Within a year, Gen. Leslie R. Groves from the U.S. Army Corps of Engineers was appointed as the project's director. That appointment was a game changer, Wellerstein said.
"He was personally responsible for making sure it [the Manhattan Project] was the number one priority during the war. It got all the funding, all the resources. He was relentless," Wellerstein said. "If he hadn't been in charge, then it probably wouldn't have gotten done."
The Manhattan Project enlisted the help of thousands of scientists across the country. Enrico Fermi and Leo Szilard, physicists at the University of Chicago, were particularly important in the effort, Wellerstein said.
"Fermi was unusually talented at both the theory and practice of physics. That's unusual, even now," Wellerstein said.
These scientists all worked under J. Robert Oppenheimer, the Manhattan Project's scientific director and leader of the Los Alamos National Laboratory in New Mexico.
One of the first steps of the project was to produce a chain reaction — a cascade of splitting atoms that can release enough energy to trigger an explosion. Not long after the Manhattan Project began, Enrico Fermi and Leo Szilard became the first scientists in the world to achieve that goal, according to the Atomic Heritage Foundation.
Despite its name, research for the Manhattan Project took place across the United States, as well as Canada, England, the Belgian Congo and parts of the South Pacific. But the most sensitive research questions were explored at Los Alamos National Laboratory, "in the middle of nowhere," Wellerstein said. The laboratory, located in the remote mountains of northern New Mexico, was established in 1943.
Los Alamos wasn't the only laboratory involved in the Manhattan Project. The Met Lab at the University of Chicago and the Rad Lab at the University of California, Berkeley both had important roles. The questions investigated by these university laboratories could easily be portrayed as relating to some other application of physics, and not necessarily bomb development, Wellerstein said.
"If you're at these other sites, you're making plutonium; you don't know why you're making plutonium," Wellerstein said. "At Los Alamos, you're making atomic bombs," and that was something the U.S. government needed to keep under wraps.
Los Alamos' remote location was crucial in keeping the purpose of the project a secret.

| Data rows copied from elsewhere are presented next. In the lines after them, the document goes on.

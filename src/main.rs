// Licensed to the Apache Software Foundation (ASF) under one
// or more contributor license agreements.  See the NOTICE file
// distributed with this work for additional information
// regarding copyright ownership.  The ASF licenses this file
// to you under the Apache License, Version 2.0 (the
// "License"); you may not use this file except in compliance
// with the License.  You may obtain a copy of the License at
//
//   http://www.apache.org/licenses/LICENSE-2.0
//
// Unless required by applicable law or agreed to in writing,
// software distributed under the License is distributed on an
// "AS IS" BASIS, WITHOUT WARRANTIES OR CONDITIONS OF ANY
// KIND, either express or implied.  See the License for the
// specific language governing permissions and limitations
// under the License.

use std::path::PathBuf;
use std::process::ExitCode;

use clap::Parser;
use hubmirror::Config;
use hubmirror::Mirror;

/// Self-hosted mirroring proxy for Hugging Face style hubs.
#[derive(Debug, Parser)]
#[command(name = "hubmirror", version, about)]
struct Cli {
    /// Path to a TOML config file; flags override its values.
    #[arg(short = 'c', long, value_name = "CONFIG")]
    config: Option<PathBuf>,

    /// Address to bind.
    #[arg(long)]
    host: Option<String>,

    /// Port to bind.
    #[arg(long)]
    port: Option<u16>,

    /// TLS key path, consumed by an external terminator.
    #[arg(long)]
    ssl_key: Option<PathBuf>,

    /// TLS certificate path, consumed by an external terminator.
    #[arg(long)]
    ssl_cert: Option<PathBuf>,

    /// Root of the local cache.
    #[arg(long)]
    repos_path: Option<PathBuf>,

    /// Directory of pre-cloned repositories served ahead of upstream.
    #[arg(long)]
    mirrors_path: Option<PathBuf>,

    /// Scheme for reaching the upstream hub.
    #[arg(long)]
    hf_scheme: Option<String>,

    /// Netloc of the upstream hub.
    #[arg(long)]
    hf_netloc: Option<String>,

    /// Netloc of the upstream LFS CDN.
    #[arg(long)]
    hf_lfs_netloc: Option<String>,

    /// Scheme this mirror advertises for itself.
    #[arg(long)]
    mirror_scheme: Option<String>,

    /// Netloc this mirror advertises for itself.
    #[arg(long)]
    mirror_netloc: Option<String>,

    /// Netloc this mirror advertises for LFS traffic.
    #[arg(long)]
    mirror_lfs_netloc: Option<String>,
}

impl Cli {
    fn into_config(self) -> hubmirror::Result<Config> {
        let mut config = match &self.config {
            Some(path) => Config::from_file(path)?,
            None => Config::default(),
        };

        if let Some(host) = self.host {
            config.host = host;
        }
        if let Some(port) = self.port {
            config.port = port;
        }
        if self.ssl_key.is_some() {
            config.ssl_key = self.ssl_key;
        }
        if self.ssl_cert.is_some() {
            config.ssl_cert = self.ssl_cert;
        }
        if let Some(repos_path) = self.repos_path {
            config.repos_path = repos_path;
        }
        if self.mirrors_path.is_some() {
            config.mirrors_path = self.mirrors_path;
        }
        if let Some(hf_scheme) = self.hf_scheme {
            config.hf_scheme = hf_scheme;
        }
        if let Some(hf_netloc) = self.hf_netloc {
            config.hf_netloc = hf_netloc;
        }
        if let Some(hf_lfs_netloc) = self.hf_lfs_netloc {
            config.hf_lfs_netloc = hf_lfs_netloc;
        }
        if let Some(mirror_scheme) = self.mirror_scheme {
            config.mirror_scheme = mirror_scheme;
        }
        if let Some(mirror_netloc) = self.mirror_netloc {
            config.mirror_netloc = mirror_netloc;
        }
        if let Some(mirror_lfs_netloc) = self.mirror_lfs_netloc {
            config.mirror_lfs_netloc = mirror_lfs_netloc;
        }

        config.validate()?;
        Ok(config)
    }
}

#[tokio::main]
async fn main() -> ExitCode {
    env_logger::Builder::from_env(env_logger::Env::default().default_filter_or("info")).init();

    let config = match Cli::parse().into_config() {
        Ok(config) => config,
        Err(err) => {
            log::error!("configuration rejected: {err}");
            return ExitCode::from(2);
        }
    };

    if config.ssl_key.is_some() || config.ssl_cert.is_some() {
        log::warn!("tls termination is handled by a fronting proxy; serving plain http here");
    }

    match run(config).await {
        Ok(()) => ExitCode::SUCCESS,
        Err(err) => {
            log::error!("server failed: {err}");
            ExitCode::FAILURE
        }
    }
}

async fn run(config: Config) -> anyhow::Result<()> {
    let addr = format!("{}:{}", config.host, config.port);
    let mirror = Mirror::new(config)?;
    let tasks = mirror.spawn_background_tasks();

    let listener = tokio::net::TcpListener::bind(&addr).await?;
    log::info!("listening on {addr}");

    axum::serve(listener, mirror.app())
        .with_graceful_shutdown(shutdown_signal())
        .await?;

    for task in tasks {
        task.abort();
    }
    log::info!("shut down cleanly");
    Ok(())
}

async fn shutdown_signal() {
    if let Err(err) = tokio::signal::ctrl_c().await {
        log::warn!("shutdown signal listener failed: {err}");
    }
}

Questions explored at Los Alamos included how to physically construct a bomb, how to design it, and where to put it together — "really practical, physical stuff," Wellerstein said.
To build a bomb, scientists needed large amounts of unstable, radioactive uranium or plutonium. Uranium was easier to obtain than plutonium but scientists thought that plutonium might provide a quicker route to developing the bomb, according to the Department of Energy. They decided to try both and built nuclear reactors for each element — the Oak Ridge uranium reactor in eastern Tennessee and the Hanford plutonium reactor in Washington.
It took tens of thousands of people to build and operate these facilities: scientists, custodial staff, secretaries and administrative workers. By the end of the war, over 500,000 people had worked on the project, Wellerstein said. That created a challenge: How do you employ tens of thousands of people for an operation, all the while managing to keep that operation a secret? The answer was secret cities.
Cities were constructed around the new reactors to house workers and their families. By the end of the war, Oak Ridge boasted a population of 75,000 and Hanford a population of 50,000, according to the Atomic Heritage Foundation. But these cities didn't appear on maps, and most workers had no idea what they were working on, according to Voices of the Manhattan Project, an oral history project run by the Los Alamos Historical Society. In a policy called compartmentalization, workers were given information on a "need to know basis," Wellerstein said.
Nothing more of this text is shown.